Women face another disadvantage: People view their passionate expressions, such as energetic gestures or tone of voice, more negatively. The team drew their conclusions from two related studies:
An analysis of 800 employees who ranked in the top quintile of a company’s high-potential program.
An experiment with 1,400 US-based employees who rated videos of actors based on traits like diligence and passion. Men were identified as having high potential 38 percent of the time, compared with 30 percent for women.
Simply put, “being seen as passionate moves the needle less for women than men,” Jachimowicz says.
3. Manage passion carefully to avoid highs and lows
Passion often motivates employees to work longer hours with more commitment and energy. That’s the good news. The bad news is what happens afterward, Jachimowicz says.
A spike in passion can exhaust employees and hurt their performance, putting them at risk of burnout, finds the paper “The Challenge of Maintaining Passion for Work Over Time.”
The team conducted two distinct surveys:
- The first gathered responses over 30 consecutive workdays from 564 employees.
- The second examined 234 employees of a professional services firm at various times over 10 workdays.
The results showed that employees reported higher levels of emotional fatigue after periods of high passion. While the increase was modest, the pattern was clear.
Interestingly, the type of passion mattered. Employees who felt that they were in control of their passion—who leveraged strategies to keep their passion in check—reported less emotional strain, while particularly those who let their passion run its course struggled to detach and recover. In more passionate moments, employees tend to “say yes to too many things,” Jachimowicz says.
“Feeling passionate can distort your sense of how much energy you have. You don’t recognize that you need a break. People may not be the best judges of their own capabilities when they are at their most passionate,” he elaborates.
Advice for workplaces
Jachimowicz suggests three tips for employees and leaders:
- Don’t assume everyone on the team feels the same level of passion. Though it may not be apparent, “some employees might really struggle with the demands of being part of a high-passion team,” he says.
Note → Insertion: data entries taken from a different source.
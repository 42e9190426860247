//! Utterance capture with silence-based auto-send
//!
//! [`UtteranceCapture`] is the state machine: it takes recognition events,
//! microphone levels and clock readings and decides when an utterance is
//! over. [`CaptureDriver`] runs it on a Tokio task with the 300ms silence
//! check, recognizer restarts and the waveform ring.

use super::activity::AmplitudeRing;
use super::recognizer::{RecognitionErrorKind, RecognitionEvent, SpeechRecognizer};
use crate::integration::config::CaptureConfig;
use crate::{LunaError, Result};
use std::time::Duration;
use tokio::sync::{mpsc, oneshot, watch};
use tokio::task::JoinHandle;
use tokio::time::{self, Instant, MissedTickBehavior};
use tracing::{debug, info, warn};

/// Signals reported to the rest of the client
#[derive(Debug, Clone, PartialEq)]
pub enum CaptureSignal {
    /// Listening began (sent once per `start`, never for restarts)
    Started,
    /// Transcript changed
    Transcript { final_text: String, interim_text: String },
    /// Silence ended the utterance; carries the trimmed transcript
    AutoSend(String),
    Stopped,
    /// Voice input is off for the rest of the session
    VoiceDisabled(String),
}

/// Mutable state of one listening session
#[derive(Debug, Clone)]
pub struct UtteranceSession {
    pub is_listening: bool,
    pub final_transcript: String,
    pub interim_transcript: String,
    pub last_speech_at: Instant,
    pub has_spoken: bool,
}

impl UtteranceSession {
    fn new(now: Instant) -> Self {
        Self {
            is_listening: false,
            final_transcript: String::new(),
            interim_transcript: String::new(),
            last_speech_at: now,
            has_spoken: false,
        }
    }

    /// Final text if any, otherwise the interim text
    pub fn transcript(&self) -> &str {
        if self.final_transcript.is_empty() {
            &self.interim_transcript
        } else {
            &self.final_transcript
        }
    }

    fn clear_transcript(&mut self) {
        self.final_transcript.clear();
        self.interim_transcript.clear();
    }
}

/// What the driver should do after a recognition event
#[derive(Debug, Clone, PartialEq)]
pub enum CaptureStep {
    Signal(CaptureSignal),
    RestartRecognizer,
    Nothing,
}

pub struct UtteranceCapture {
    session: UtteranceSession,
    silence_threshold: Duration,
    activity_threshold: f32,
    voice_disabled: bool,
}

impl UtteranceCapture {
    pub fn new(config: &CaptureConfig, now: Instant) -> Self {
        Self {
            session: UtteranceSession::new(now),
            silence_threshold: Duration::from_millis(config.silence_threshold_ms),
            activity_threshold: config.activity_threshold,
            voice_disabled: false,
        }
    }

    pub fn session(&self) -> &UtteranceSession {
        &self.session
    }

    pub fn is_listening(&self) -> bool {
        self.session.is_listening
    }

    pub fn is_voice_disabled(&self) -> bool {
        self.voice_disabled
    }

    /// Reset the transcript and begin listening
    pub fn start_listening(&mut self, now: Instant) -> Result<()> {
        if self.voice_disabled {
            return Err(LunaError::RecognitionError(
                RecognitionErrorKind::NotAllowed.code().to_string(),
            ));
        }
        self.session = UtteranceSession::new(now);
        self.session.is_listening = true;
        Ok(())
    }

    /// Stop listening; returns the pending transcript for a manual send
    pub fn stop_listening(&mut self) -> Option<String> {
        self.session.is_listening = false;
        self.session.has_spoken = false;

        let pending = self.session.transcript().trim().to_string();
        self.session.clear_transcript();
        (!pending.is_empty()).then_some(pending)
    }

    pub fn on_recognition(&mut self, event: &RecognitionEvent, now: Instant) -> CaptureStep {
        match event {
            RecognitionEvent::Result {
                final_text,
                interim_text,
            } => {
                if !self.session.is_listening {
                    return CaptureStep::Nothing;
                }
                self.session.last_speech_at = now;
                self.session.has_spoken = true;

                if final_text.is_empty() {
                    self.session.interim_transcript = interim_text.clone();
                } else {
                    let joined = format!("{} {}", self.session.final_transcript, final_text);
                    self.session.final_transcript = joined.trim().to_string();
                    self.session.interim_transcript.clear();
                }

                CaptureStep::Signal(CaptureSignal::Transcript {
                    final_text: self.session.final_transcript.clone(),
                    interim_text: self.session.interim_transcript.clone(),
                })
            }

            RecognitionEvent::Ended => {
                if self.session.is_listening {
                    CaptureStep::RestartRecognizer
                } else {
                    CaptureStep::Nothing
                }
            }

            RecognitionEvent::Error(kind) => match kind {
                RecognitionErrorKind::NotAllowed => {
                    warn!("Microphone permission denied, disabling voice input");
                    self.voice_disabled = true;
                    self.session.is_listening = false;
                    self.session.has_spoken = false;
                    self.session.clear_transcript();
                    CaptureStep::Signal(CaptureSignal::VoiceDisabled(kind.code().to_string()))
                }
                RecognitionErrorKind::NoSpeech => {
                    debug!("No speech detected, continuing...");
                    CaptureStep::Nothing
                }
                other => {
                    warn!("Speech recognition error: {}", other.code());
                    CaptureStep::Nothing
                }
            },
        }
    }

    /// Feed a normalized microphone level
    pub fn on_audio_level(&mut self, level: f32, now: Instant) {
        if self.session.is_listening && level > self.activity_threshold {
            self.session.last_speech_at = now;
            self.session.has_spoken = true;
        }
    }

    /// Periodic check; returns the utterance to send once silence is long enough
    pub fn check_silence(&mut self, now: Instant) -> Option<String> {
        if !self.session.is_listening || !self.session.has_spoken {
            return None;
        }

        let text = self.session.transcript().trim().to_string();
        if text.is_empty() {
            return None;
        }

        let silent_for = now.saturating_duration_since(self.session.last_speech_at);
        if silent_for <= self.silence_threshold {
            return None;
        }

        self.session.has_spoken = false;
        self.session.clear_transcript();
        Some(text)
    }
}

/// Microphone level and waveform for display
#[derive(Debug, Clone, Default, PartialEq)]
pub struct MicLevel {
    pub level: f32,
    pub waveform: Vec<f32>,
}

enum CaptureCommand {
    Start,
    Stop(oneshot::Sender<Option<String>>),
    Shutdown,
}

/// Control side of a running [`CaptureDriver`]
#[derive(Clone)]
pub struct CaptureHandle {
    commands: mpsc::UnboundedSender<CaptureCommand>,
    frames: mpsc::UnboundedSender<Vec<f32>>,
    level: watch::Receiver<MicLevel>,
}

impl CaptureHandle {
    pub fn start(&self) -> Result<()> {
        self.send(CaptureCommand::Start)
    }

    /// Stop listening and return whatever was transcribed so far
    pub async fn stop(&self) -> Result<Option<String>> {
        let (tx, rx) = oneshot::channel();
        self.send(CaptureCommand::Stop(tx))?;
        rx.await
            .map_err(|e| LunaError::ChannelError(format!("Capture task dropped reply: {}", e)))
    }

    pub fn shutdown(&self) {
        let _ = self.commands.send(CaptureCommand::Shutdown);
    }

    /// Sender for mono time-domain frames from the microphone
    pub fn frame_sender(&self) -> mpsc::UnboundedSender<Vec<f32>> {
        self.frames.clone()
    }

    pub fn level(&self) -> watch::Receiver<MicLevel> {
        self.level.clone()
    }

    fn send(&self, command: CaptureCommand) -> Result<()> {
        self.commands
            .send(command)
            .map_err(|_| LunaError::ChannelError("Capture task has stopped".into()))
    }
}

/// Runs [`UtteranceCapture`] against a recognizer and the microphone
pub struct CaptureDriver {
    capture: UtteranceCapture,
    ring: AmplitudeRing,
    recognizer: Box<dyn SpeechRecognizer>,
    check_interval: Duration,
    restart_delay: Duration,
    language: String,
}

impl CaptureDriver {
    pub fn new(config: &CaptureConfig, recognizer: Box<dyn SpeechRecognizer>) -> Self {
        Self {
            capture: UtteranceCapture::new(config, Instant::now()),
            ring: AmplitudeRing::new(config.waveform_buckets, config.activity_threshold),
            recognizer,
            check_interval: Duration::from_millis(config.check_interval_ms),
            restart_delay: Duration::from_millis(config.restart_delay_ms),
            language: config.language.clone(),
        }
    }

    /// Spawn the capture loop on the current runtime
    pub fn spawn(self, signals: mpsc::UnboundedSender<CaptureSignal>) -> (CaptureHandle, JoinHandle<()>) {
        let (command_tx, command_rx) = mpsc::unbounded_channel();
        let (frame_tx, frame_rx) = mpsc::unbounded_channel();
        let (level_tx, level_rx) = watch::channel(MicLevel::default());

        let handle = CaptureHandle {
            commands: command_tx,
            frames: frame_tx,
            level: level_rx,
        };
        let task = tokio::spawn(self.run(command_rx, frame_rx, level_tx, signals));
        (handle, task)
    }

    async fn run(
        mut self,
        mut commands: mpsc::UnboundedReceiver<CaptureCommand>,
        mut frames: mpsc::UnboundedReceiver<Vec<f32>>,
        level: watch::Sender<MicLevel>,
        signals: mpsc::UnboundedSender<CaptureSignal>,
    ) {
        let (recognition_tx, mut recognition_rx) = mpsc::unbounded_channel();
        let mut silence_check = time::interval(self.check_interval);
        silence_check.set_missed_tick_behavior(MissedTickBehavior::Delay);
        let mut restart_at: Option<Instant> = None;

        loop {
            tokio::select! {
                command = commands.recv() => match command {
                    Some(CaptureCommand::Start) => {
                        match self.capture.start_listening(Instant::now()) {
                            Ok(()) => {
                                self.recognizer.abort();
                                restart_at = Some(Instant::now() + self.restart_delay);
                                silence_check.reset();
                                info!("Listening started");
                                let _ = signals.send(CaptureSignal::Started);
                            }
                            Err(e) => {
                                let _ = signals.send(CaptureSignal::VoiceDisabled(e.to_string()));
                            }
                        }
                    }
                    Some(CaptureCommand::Stop(reply)) => {
                        let pending = self.release(&level, &mut restart_at);
                        let _ = signals.send(CaptureSignal::Stopped);
                        let _ = reply.send(pending);
                    }
                    Some(CaptureCommand::Shutdown) | None => {
                        self.release(&level, &mut restart_at);
                        break;
                    }
                },

                Some(event) = recognition_rx.recv() => {
                    match self.capture.on_recognition(&event, Instant::now()) {
                        CaptureStep::Signal(signal) => {
                            if matches!(signal, CaptureSignal::VoiceDisabled(_)) {
                                self.recognizer.abort();
                                self.ring.clear();
                                restart_at = None;
                                let _ = level.send(MicLevel::default());
                            }
                            let _ = signals.send(signal);
                        }
                        CaptureStep::RestartRecognizer => {
                            debug!("Speech recognition ended, restarting...");
                            restart_at = Some(Instant::now() + self.restart_delay);
                        }
                        CaptureStep::Nothing => {}
                    }
                }

                Some(frame) = frames.recv() => {
                    if self.capture.is_listening() {
                        let current = self.ring.push_frame(&frame);
                        self.capture.on_audio_level(current, Instant::now());
                        let _ = level.send(MicLevel {
                            level: current,
                            waveform: self.ring.waveform(),
                        });
                    }
                }

                _ = silence_check.tick(), if self.capture.is_listening() => {
                    if let Some(text) = self.capture.check_silence(Instant::now()) {
                        info!("Auto-sending after silence: {}", text);
                        let _ = signals.send(CaptureSignal::AutoSend(text));
                    }
                }

                _ = time::sleep_until(restart_at.unwrap_or_else(Instant::now)), if restart_at.is_some() => {
                    restart_at = None;
                    if self.capture.is_listening() {
                        if let Err(e) = self.recognizer.start(&self.language, recognition_tx.clone()) {
                            warn!("Restart failed: {}", e);
                        }
                    }
                }
            }
        }

        debug!("Capture loop exited");
    }

    /// Stop recognition and close the microphone view; returns the pending transcript
    fn release(&mut self, level: &watch::Sender<MicLevel>, restart_at: &mut Option<Instant>) -> Option<String> {
        *restart_at = None;
        let pending = self.capture.stop_listening();
        self.recognizer.stop();
        self.ring.clear();
        let _ = level.send(MicLevel::default());
        pending
    }
}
- Help employees find their own motivations. “It’s great that Jack or Emily do what they do,” he says. “But you need to figure out: ‘Why do I care about this?’”
- Resist the impulse to only turn to the passionate employee “to take on that extra task or stay the extra hour,” says Jachimowicz, “when in reality, it might be counterintuitively more helpful to send a passionate person home earlier and tell them that it’s important to detach from work.”